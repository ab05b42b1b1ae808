// src/store.rs - In-memory telemetry store
use dashmap::DashMap;
use parking_lot::RwLock;
use std::collections::{BTreeSet, HashMap};
use std::path::Path;
use tracing::{debug, info};

use crate::alarms::{AlarmBase, AlarmPriorityMatrix};
use crate::config::Config;
use crate::error::Result;
use crate::telemetry::{DataSource, Tag, TelemetrySeries, Timestamp};
use crate::value::Value;

/// Concurrent telemetry store backing [`DataSource`]
///
/// Readings are kept sorted per tag; ingesting a reading at an existing
/// timestamp replaces it.
///
/// # Examples
///
/// ```rust
/// use chrono::Utc;
/// use vigil::{DataSource, TelemetryStore, Value};
///
/// let store = TelemetryStore::new("DEVICE_A");
/// let now = Utc::now();
/// store.ingest("A3", now, Some(Value::Float(21.5)));
///
/// assert_eq!(store.get_series("A3", None, None).len(), 1);
/// assert_eq!(store.newest_frame_time(), Some(now));
/// ```
#[derive(Debug)]
pub struct TelemetryStore {
    device: String,
    series: DashMap<Tag, Vec<(Timestamp, Option<Value>)>>,
    alarm_bases: RwLock<Vec<AlarmBase>>,
    matrix: RwLock<AlarmPriorityMatrix>,
}

/// JSON snapshot layout: tag to `[timestamp, reading]` pairs
type Snapshot = HashMap<Tag, Vec<(Timestamp, Option<Value>)>>;

impl TelemetryStore {
    pub fn new(device: impl Into<String>) -> Self {
        Self {
            device: device.into(),
            series: DashMap::new(),
            alarm_bases: RwLock::new(Vec::new()),
            matrix: RwLock::new(AlarmPriorityMatrix::reference()),
        }
    }

    /// Store configured with the device's alarm bases and priority matrix
    pub fn with_config(config: &Config) -> Self {
        let store = Self::new(config.device.clone());
        store.set_alarm_bases(config.alarms.clone());
        store.set_priority_matrix(config.priority_matrix.clone());
        store
    }

    pub fn device(&self) -> &str {
        &self.device
    }

    pub fn set_alarm_bases(&self, alarm_bases: Vec<AlarmBase>) {
        *self.alarm_bases.write() = alarm_bases;
    }

    pub fn set_priority_matrix(&self, matrix: AlarmPriorityMatrix) {
        *self.matrix.write() = matrix;
    }

    /// Record one reading; `None` marks a frame without a value
    pub fn ingest(&self, tag: &str, time: Timestamp, value: Option<Value>) {
        let mut points = self.series.entry(tag.to_string()).or_default();
        match points.binary_search_by_key(&time, |(t, _)| *t) {
            Ok(index) => points[index].1 = value,
            Err(index) => points.insert(index, (time, value)),
        }
    }

    /// Record many readings of one tag
    pub fn ingest_series<I>(&self, tag: &str, points: I) -> usize
    where
        I: IntoIterator<Item = (Timestamp, Option<Value>)>,
    {
        let mut count = 0;
        for (time, value) in points {
            self.ingest(tag, time, value);
            count += 1;
        }
        count
    }

    /// Ingest a JSON snapshot such as `{"A3": [["2024-01-01T00:00:00Z", 1.5], ...]}`
    pub fn load_json(&self, json: &str) -> Result<usize> {
        let snapshot: Snapshot = serde_json::from_str(json)?;
        let mut count = 0;
        for (tag, points) in snapshot {
            count += self.ingest_series(&tag, points);
        }
        debug!("Ingested {} reading(s) into '{}'", count, self.device);
        Ok(count)
    }

    /// Ingest a JSON snapshot file
    pub fn load_snapshot<P: AsRef<Path>>(&self, path: P) -> Result<usize> {
        let json = std::fs::read_to_string(path.as_ref())?;
        let count = self.load_json(&json)?;
        info!("Loaded {} reading(s) from {}", count, path.as_ref().display());
        Ok(count)
    }

    /// Total stored readings across all tags
    pub fn reading_count(&self) -> usize {
        self.series.iter().map(|entry| entry.value().len()).sum()
    }
}

impl DataSource for TelemetryStore {
    fn get_series(&self, tag: &str, start: Option<Timestamp>, end: Option<Timestamp>) -> TelemetrySeries {
        let Some(points) = self.series.get(tag) else {
            return TelemetrySeries::default();
        };
        let from = start.map_or(0, |start| points.partition_point(|(t, _)| *t < start));
        let to = end.map_or(points.len(), |end| points.partition_point(|(t, _)| *t <= end));
        TelemetrySeries::new(points[from..to.max(from)].to_vec())
    }

    fn all_tags(&self) -> BTreeSet<Tag> {
        self.series.iter().map(|entry| entry.key().clone()).collect()
    }

    fn alarm_bases(&self) -> Vec<AlarmBase> {
        self.alarm_bases.read().clone()
    }

    fn priority_matrix(&self) -> AlarmPriorityMatrix {
        self.matrix.read().clone()
    }

    fn newest_frame_time(&self) -> Option<Timestamp> {
        self.series
            .iter()
            .filter_map(|entry| entry.value().last().map(|(time, _)| *time))
            .max()
    }
}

▸ Exercise requirements
Starting at the top of the listing above, repeat every line exactly until the line that contains "#[derive(Debug)]" has been repeated too.

▸ Written response
repository ab05b42b1b1ae808
// src/store.rs - In-memory telemetry store
use dashmap::DashMap;
use parking_lot::RwLock;
use std::collections::{BTreeSet, HashMap};
use std::path::Path;
use tracing::{debug, info};

use crate::alarms::{AlarmBase, AlarmPriorityMatrix};
use crate::config::Config;
use crate::error::Result;
use crate::telemetry::{DataSource, Tag, TelemetrySeries, Timestamp};
use crate::value::Value;

/// Concurrent telemetry store backing [`DataSource`]
///
/// Readings are kept sorted per tag; ingesting a reading at an existing
/// timestamp replaces it.
///
/// # Examples
///
/// ```rust
/// use chrono::Utc;
/// use vigil::{DataSource, TelemetryStore, Value};
///
/// let store = TelemetryStore::new("DEVICE_A");
/// let now = Utc::now();
/// store.ingest("A3", now, Some(Value::Float(21.5)));
///
/// assert_eq!(store.get_series("A3", None, None).len(), 1);
/// assert_eq!(store.newest_frame_time(), Some(now));
/// ```
#[derive(Debug)]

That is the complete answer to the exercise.